Now was this the fault of the race? Not entirely, but when you have a race or character that can do things whatever they want without any negative reprecussions, a player will take advantage of this.

Darth Ultron
2017-02-24, 07:42 AM
To really get ''The Doctor'', you need the metagame concepts:

You first need the agreement from everyone that The Doctor is special and nothing too bad can happen to him and the adventure must be ''rated Y''...or worse.

Then the player of The Doctor must be a good dedicated role player that cares more about the games (aka the DMs) story more then any selfish story ideas they have. The player has an epic optimized character, but willingly chooses not to roll play. In fact, the player would need to just free form role play most of the time and not even glance at the character sheet and only occasionally roll and dice. The player can not be a jerk, power gamer, optimizer, munchkin or annoying in any way. And the player must be a deep, deep role player that also oddly metagames to extend the length of the game to a set time(So, for example, for the first 75% of the game time whenever The Doctor encounters any foe him must ''run away'').
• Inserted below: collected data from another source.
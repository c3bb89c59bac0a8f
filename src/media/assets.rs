// SPDX-License-Identifier: MPL-2.0
//! The five gallery images.
//!
//! Each asset is looked up by file stem in the assets directory. A file that
//! is missing or cannot be decoded is replaced by a generated placeholder so
//! the gallery always has something to show.

use crate::error::{Error, Result};
use crate::media::image::{load_image, ImageData};
use image_rs::{Rgba, RgbaImage};
use std::path::{Path, PathBuf};
use tracing::{debug, error, warn};

/// Extensions tried, in order, for every asset stem.
pub const ASSET_EXTENSIONS: [&str; 4] = ["png", "jpg", "jpeg", "webp"];

/// Edge length of generated placeholder images, in pixels.
pub const PLACEHOLDER_SIZE: u32 = 256;

#[derive(Debug, Clone, Copy, PartialEq, Eq, Hash)]
pub enum GalleryAsset {
    Bag,
    Chair,
    Sink,
    Daido,
    Wanderer,
}

impl GalleryAsset {
    pub const ALL: [GalleryAsset; 5] = [
        GalleryAsset::Bag,
        GalleryAsset::Chair,
        GalleryAsset::Sink,
        GalleryAsset::Daido,
        GalleryAsset::Wanderer,
    ];

    /// File stem looked up in the assets directory.
    #[must_use]
    pub fn stem(self) -> &'static str {
        match self {
            GalleryAsset::Bag => "bag",
            GalleryAsset::Chair => "chair",
            GalleryAsset::Sink => "sink",
            GalleryAsset::Daido => "daido",
            GalleryAsset::Wanderer => "wanderer",
        }
    }

    fn index(self) -> usize {
        self as usize
    }

    fn placeholder_tint(self) -> [u8; 3] {
        match self {
            GalleryAsset::Bag => [196, 120, 64],
            GalleryAsset::Chair => [72, 140, 96],
            GalleryAsset::Sink => [80, 120, 200],
            GalleryAsset::Daido => [150, 150, 150],
            GalleryAsset::Wanderer => [200, 72, 88],
        }
    }
}

/// Decoded gallery images, plus the precomputed hue-shifted variant used by
/// the long-press panel.
#[derive(Debug, Clone)]
pub struct GalleryImages {
    images: [ImageData; 5],
    hue_shifted: ImageData,
}

impl GalleryImages {
    #[must_use]
    pub fn get(&self, asset: GalleryAsset) -> &ImageData {
        &self.images[asset.index()]
    }

    #[must_use]
    pub fn hue_shifted(&self) -> &ImageData {
        &self.hue_shifted
    }
}

/// Finds the file for `asset` in `dir`, trying each known extension.
#[must_use]
pub fn find_asset(dir: &Path, asset: GalleryAsset) -> Option<PathBuf> {
    ASSET_EXTENSIONS
        .iter()
        .map(|ext| dir.join(format!("{}.{ext}", asset.stem())))
        .find(|path| path.is_file())
}

/// Loads a single asset from `dir`.
///
/// # Errors
///
/// Returns [`Error::Asset`] if no file matches the asset's stem, or the
/// decoding error from [`load_image`].
pub fn load_asset(dir: &Path, asset: GalleryAsset) -> Result<ImageData> {
    let path = find_asset(dir, asset).ok_or_else(|| {
        Error::Asset(format!(
            "no '{}' image in {} (tried {})",
            asset.stem(),
            dir.display(),
            ASSET_EXTENSIONS.join(", ")
        ))
    })?;
    debug!(asset = asset.stem(), path = %path.display(), "loading gallery image");
    load_image(&path)
}

/// Diagonal gradient in the asset's tint with a light band across the
/// middle, so rotation and offset remain visible.
#[must_use]
pub fn placeholder(asset: GalleryAsset) -> ImageData {
    let [r, g, b] = asset.placeholder_tint();
    let size = PLACEHOLDER_SIZE;
    let band = size / 8;

    let img = RgbaImage::from_fn(size, size, |x, y| {
        let y_in_band = y.abs_diff(size / 2) < band / 2;
        if y_in_band && x < size * 3 / 4 {
            return Rgba([245, 245, 245, 255]);
        }
        let shade = 0.55 + 0.45 * ((x + y) as f32 / (2 * size) as f32);
        let scale = |c: u8| (f32::from(c) * shade).round() as u8;
        Rgba([scale(r), scale(g), scale(b), 255])
    });
    ImageData::from_image(img)
}

/// Loads every gallery image from `dir`, substituting placeholders for
/// failures, and precomputes the wanderer image rotated by `hue_degrees`.
#[must_use]
pub fn load_gallery(dir: &Path, hue_degrees: f32) -> GalleryImages {
    let images = GalleryAsset::ALL.map(|asset| {
        load_asset(dir, asset).unwrap_or_else(|err| {
            warn!(asset = asset.stem(), error = %err, "using placeholder image");
            placeholder(asset)
        })
    });

    let wanderer = &images[GalleryAsset::Wanderer.index()];
    let hue_shifted = wanderer.hue_rotated(hue_degrees).unwrap_or_else(|err| {
        warn!(error = %err, "hue rotation failed, showing unshifted image");
        wanderer.clone()
    });

    GalleryImages {
        images,
        hue_shifted,
    }
}

/// Gallery made only of placeholders, used when loading cannot run at all.
#[must_use]
pub fn placeholder_gallery() -> GalleryImages {
    let images = GalleryAsset::ALL.map(placeholder);
    let hue_shifted = images[GalleryAsset::Wanderer.index()].clone();
    GalleryImages {
        images,
        hue_shifted,
    }
}

/// Decodes the gallery on the blocking pool, for use with `Task::perform`.
pub async fn load_gallery_async(dir: PathBuf, hue_degrees: f32) -> GalleryImages {
    tokio::task::spawn_blocking(move || load_gallery(&dir, hue_degrees))
        .await
        .unwrap_or_else(|err| {
            error!(error = %err, "gallery loading task failed");
            placeholder_gallery()
        })
}

#[cfg(test)]
mod tests {
    use super::*;
    use image_rs::{Rgb, RgbImage};
    use tempfile::tempdir;

    #[test]
    fn stems_are_unique() {
        let mut stems: Vec<_> = GalleryAsset::ALL.iter().map(|a| a.stem()).collect();
        stems.sort_unstable();
        stems.dedup();
        assert_eq!(stems.len(), GalleryAsset::ALL.len());
    }

    #[test]
    fn find_asset_tries_every_extension() {
        let dir = tempdir().expect("temp dir");
        assert!(find_asset(dir.path(), GalleryAsset::Chair).is_none());

        // JPEG has no alpha channel.
        RgbImage::from_pixel(2, 2, Rgb([0, 0, 0]))
            .save(dir.path().join("chair.jpg"))
            .expect("write jpg");

        let found = find_asset(dir.path(), GalleryAsset::Chair).expect("chair.jpg");
        assert_eq!(found.file_name().and_then(|n| n.to_str()), Some("chair.jpg"));
    }

    #[test]
    fn missing_asset_is_reported() {
        let dir = tempdir().expect("temp dir");
        match load_asset(dir.path(), GalleryAsset::Bag) {
            Err(Error::Asset(message)) => assert!(message.contains("bag")),
            other => panic!("expected Asset error, got {other:?}"),
        }
    }

    #[test]
    fn gallery_falls_back_to_placeholders() {
        let dir = tempdir().expect("temp dir");
        RgbaImage::from_pixel(6, 3, Rgba([10, 200, 10, 255]))
            .save(dir.path().join("sink.png"))
            .expect("write png");

        let gallery = load_gallery(dir.path(), 180.0);

        let sink = gallery.get(GalleryAsset::Sink);
        assert_eq!((sink.width, sink.height), (6, 3));

        let bag = gallery.get(GalleryAsset::Bag);
        assert_eq!((bag.width, bag.height), (PLACEHOLDER_SIZE, PLACEHOLDER_SIZE));
    }

    #[tokio::test]
    async fn async_loading_uses_blocking_pool() {
        let dir = tempdir().expect("temp dir");
        RgbaImage::from_pixel(4, 4, Rgba([0, 0, 255, 255]))
            .save(dir.path().join("daido.png"))
            .expect("write png");

        let gallery = load_gallery_async(dir.path().to_path_buf(), 0.0).await;
        let daido = gallery.get(GalleryAsset::Daido);
        assert_eq!((daido.width, daido.height), (4, 4));
    }

    #[test]
    fn placeholder_gallery_is_complete() {
        let gallery = placeholder_gallery();
        for asset in GalleryAsset::ALL {
            assert_eq!(gallery.get(asset).width, PLACEHOLDER_SIZE);
        }
        assert_eq!(gallery.hue_shifted().height, PLACEHOLDER_SIZE);
    }

    #[test]
    fn hue_variant_matches_wanderer_dimensions() {
        let dir = tempdir().expect("temp dir");
        RgbaImage::from_pixel(5, 7, Rgba([220, 30, 30, 255]))
            .save(dir.path().join("wanderer.png"))
            .expect("write png");

        let gallery = load_gallery(dir.path(), 180.0);
        let original = gallery.get(GalleryAsset::Wanderer);
        let shifted = gallery.hue_shifted();

        assert_eq!((shifted.width, shifted.height), (5, 7));
        assert_ne!(shifted.rgba_bytes(), original.rgba_bytes());
    }
}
Then you need a willing buddy ''best friend '' type DM that is running a 1 st level adventure ''by the book'' that is not scaled in any way for 40th level Epic Character The Doctor. The DM must care more about the games (their own) story then anything else. The DM needs to ignore the rules and just make up whatever they feel like(as long as it is level appropriate for a 1st level adventure, of course), but still occasionally roll some dice. The DM agrees to not to ''try to hard'' to kill any good character, even more so The Doctor and add things like ''foes always get a -20 to hit''. And the DM needs to metagame too, so for example, when the foes chase The Doctor after he ''runs'' (again), they will give up after like a couple seconds and be all like ''welp, we can't find him.''

thoroughlyS
2017-02-24, 07:50 PM
If you are referring to the character/player in the game I was in, I was trying to avoid specifics, but I can assure you the character basically usurped the whole campaign and got away with doing things he should not have only because the DM was being manipulated.

Now was this the fault of the race? Not entirely, but when you have a race or character that can do things whatever they want without any negative reprecussions, a player will take advantage of this.I think they mean that this wasn't because the player based their character on The Doctor. This was just the player being a jerk, and their character following suit. Giving that player a character that could ignore consequences was a problem sure, but The Doctor is not necessarily the cause of the problem.

nintendoh
2017-02-25, 12:04 AM
I think they mean that this wasn't because the player based their character on The Doctor. This was just the player being a jerk, and their character following suit. Giving that player a character that could ignore consequences was a problem sure, but The Doctor is not necessarily the cause of the problem.

I think that's exactly what i meant and your a genius. You get one internet!